Implementation:Triton inference server Server HTTPServer
| Knowledge Sources | |
|---|---|
| Domains | HTTP, Inference_Serving |
| Last Updated | 2026-02-13 17:00 GMT |
Overview
Concrete tool for serving inference requests over HTTP/REST using libevhtp, implementing the KFServing and Triton-specific protocols.
Description
The HTTPAPIServer class is the core HTTP serving component of Triton. It extends HTTPServer (which wraps libevhtp for event-driven HTTP) and implements the KFServing Predict V2 protocol along with Triton-specific extensions. Key nested classes include InferRequestClass for managing inference request lifecycle, GenerateRequestClass for streaming text generation, and TritonOutput for output buffer allocation. The HTTPMetricsServer subclass handles Prometheus metrics on a separate port.
Usage
Instantiated automatically by Triton's main startup sequence when HTTP endpoints are enabled. Not directly imported by external users.
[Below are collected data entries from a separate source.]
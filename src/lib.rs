//! # Connect Four
//!
//! A two-player console Connect Four on boards from 5x5 up to 9x9, with
//! multi-game sessions and cumulative scoring.
//!
//! ## Modules
//!
//! - [`game`] — Board engine (gravity drops, win/draw resolution), players,
//!   game status, and pure input classifiers
//! - [`ui`] — Console turn controller and board rendering
//! - [`config`] — TOML configuration loading and validation
//! - [`error`] — Structured error types
//! - [`logging`] — tracing subscriber setup for the binaries
//! - [`drills`] — Small standalone exercises

pub mod config;
pub mod drills;
pub mod error;
pub mod game;
pub mod logging;
pub mod ui;
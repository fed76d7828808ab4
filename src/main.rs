use std::io;
use std::path::PathBuf;

use anyhow::{Context, Result};
use clap::Parser;

use connect_four::config::AppConfig;
use connect_four::logging;
use connect_four::ui::App;

/// Play Connect Four in the terminal, two players on one keyboard.
#[derive(Parser)]
#[command(name = "connect-four", about = "Two-player console Connect Four")]
struct Cli {
    /// Path to TOML configuration file
    #[arg(long, default_value = "connect_four.toml")]
    config: PathBuf,

    /// Color the disks
    #[arg(long)]
    color: bool,

    /// Increase log output on stderr (repeatable)
    #[arg(short, long, action = clap::ArgAction::Count)]
    verbose: u8,

    /// Print the default configuration as TOML and exit
    #[arg(long)]
    print_default_config: bool,
}

fn main() {
    if let Err(err) = run() {
        eprintln!("Error: {err:#}");
        std::process::exit(1);
    }
}

fn run() -> Result<()> {
    let cli = Cli::parse();
    logging::init("warn", cli.verbose);

    if cli.print_default_config {
        print!("{}", AppConfig::default_toml().context("serializing default config")?);
        return Ok(());
    }

    let mut config = AppConfig::load_or_default(&cli.config)
        .with_context(|| format!("loading config from {}", cli.config.display()))?;
    if cli.color {
        config.display.color = true;
    }

    let stdin = io::stdin();
    let mut app = App::from_config(stdin.lock(), io::stdout(), &config)?;
    let summary = app.run().context("running session")?;
    tracing::debug!(games = summary.results.len(), "session finished");
    Ok(())
}
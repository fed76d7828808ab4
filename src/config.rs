use std::path::Path;

use crate::error::ConfigError;
use crate::game::{Dimensions, DEFAULT_COLS, DEFAULT_ROWS, SIDE_RANGE};

/// Board size offered when the player just presses Enter.
#[derive(Debug, Clone, serde::Serialize, serde::Deserialize)]
#[serde(default)]
pub struct BoardConfig {
    pub default_rows: usize,
    pub default_cols: usize,
}

impl Default for BoardConfig {
    fn default() -> Self {
        BoardConfig {
            default_rows: DEFAULT_ROWS,
            default_cols: DEFAULT_COLS,
        }
    }
}

impl BoardConfig {
    pub fn default_dimensions(&self) -> Result<Dimensions, ConfigError> {
        Dimensions::new(self.default_rows, self.default_cols)
            .map_err(|e| ConfigError::Validation(format!("board defaults: {e}")))
    }
}

#[derive(Debug, Clone, Default, serde::Serialize, serde::Deserialize)]
#[serde(default)]
pub struct DisplayConfig {
    /// Color disks with ANSI escapes.
    pub color: bool,
}

/// Top-level application configuration, loadable from TOML.
#[derive(Debug, Clone, Default, serde::Serialize, serde::Deserialize)]
#[serde(default)]
pub struct AppConfig {
    pub board: BoardConfig,
    pub display: DisplayConfig,
}

impl AppConfig {
    /// Load configuration from a TOML file.
    pub fn load(path: &Path) -> Result<Self, ConfigError> {
        let content = std::fs::read_to_string(path).map_err(|e| ConfigError::FileRead {
            path: path.to_path_buf(),
            source: e,
        })?;
        let config: AppConfig = toml::from_str(&content)?;
        config.validate()?;
        Ok(config)
    }

    /// Load configuration from a TOML file, falling back to defaults if the file
    /// does not exist.
    pub fn load_or_default(path: &Path) -> Result<Self, ConfigError> {
        if path.exists() {
            Self::load(path)
        } else {
            tracing::debug!(path = %path.display(), "config file not found, using defaults");
            Ok(Self::default())
        }
    }

    /// Validate configuration values.
    pub fn validate(&self) -> Result<(), ConfigError> {
        if !SIDE_RANGE.contains(&self.board.default_rows) {
            return Err(ConfigError::Validation(
                "board.default_rows must be in 5..=9".into(),
            ));
        }
        if !SIDE_RANGE.contains(&self.board.default_cols) {
            return Err(ConfigError::Validation(
                "board.default_cols must be in 5..=9".into(),
            ));
        }
        Ok(())
    }

    /// Generate a TOML string with all default values (useful for creating
    /// example config files).
    pub fn default_toml() -> Result<String, toml::ser::Error> {
        toml::to_string_pretty(&AppConfig::default())
    }
}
Cloud platform servers (SageMaker, Vertex AI) extend this class.
Code Reference
Source Location
- Repository: Triton Inference Server
- File: src/http_server.h
- Lines: 1-722
Signature
class HTTPServer {
public:
static TRITONSERVER_Error* CreateHTTPServer(
const std::string& addr, int port, int thread_cnt,
std::unique_ptr<HTTPServer>* server);
TRITONSERVER_Error* Start();
TRITONSERVER_Error* Stop();
virtual ~HTTPServer();
};
class HTTPAPIServer : public HTTPServer {
public:
static TRITONSERVER_Error* Create(
const std::shared_ptr<TRITONSERVER_Server>& server,
triton::server::TraceManager* trace_manager,
const std::shared_ptr<SharedMemoryManager>& smm,
const TritonServerParameters& params,
int32_t port, int thread_cnt,
std::unique_ptr<HTTPServer>* http_server);
// KFServing V2 handlers
void HandleInfer(evhtp_request_t* req, ...);
void HandleHealth(evhtp_request_t* req, ...);
void HandleModelReady(evhtp_request_t* req, ...);
void HandleMetadata(evhtp_request_t* req, ...);
void HandleGenerate(evhtp_request_t* req, ...);
};
Import
#include "http_server.h"
I/O Contract
Inputs
| Name | Type | Required | Description |
|---|---|---|---|
| server | TRITONSERVER_Server | Yes | Triton core server instance |
| trace_manager | TraceManager* | No | Trace manager for request tracing |
| smm | SharedMemoryManager | No | Shared memory manager for zero-copy |
| params | TritonServerParameters | Yes | Server configuration parameters |
| port | int32_t | Yes | HTTP port to listen on |
| thread_cnt | int | Yes | Number of event loop threads |
Outputs
| Name | Type | Description |
|---|---|---|
| HTTP responses | evhtp_request_t | KFServing V2 JSON/binary responses |
| Metrics | HTTP | Prometheus metrics on metrics port |
Usage Examples
Server Startup (Internal)
#include "http_server.h"
// Create and start HTTP API server
std::unique_ptr<HTTPServer> http_server;
TRITONSERVER_Error* err = HTTPAPIServer::Create(
triton_server, trace_manager, shared_memory_manager,
params, 8000 /* port */, 8 /* threads */,
&http_server);
if (err == nullptr) {
http_server->Start();
}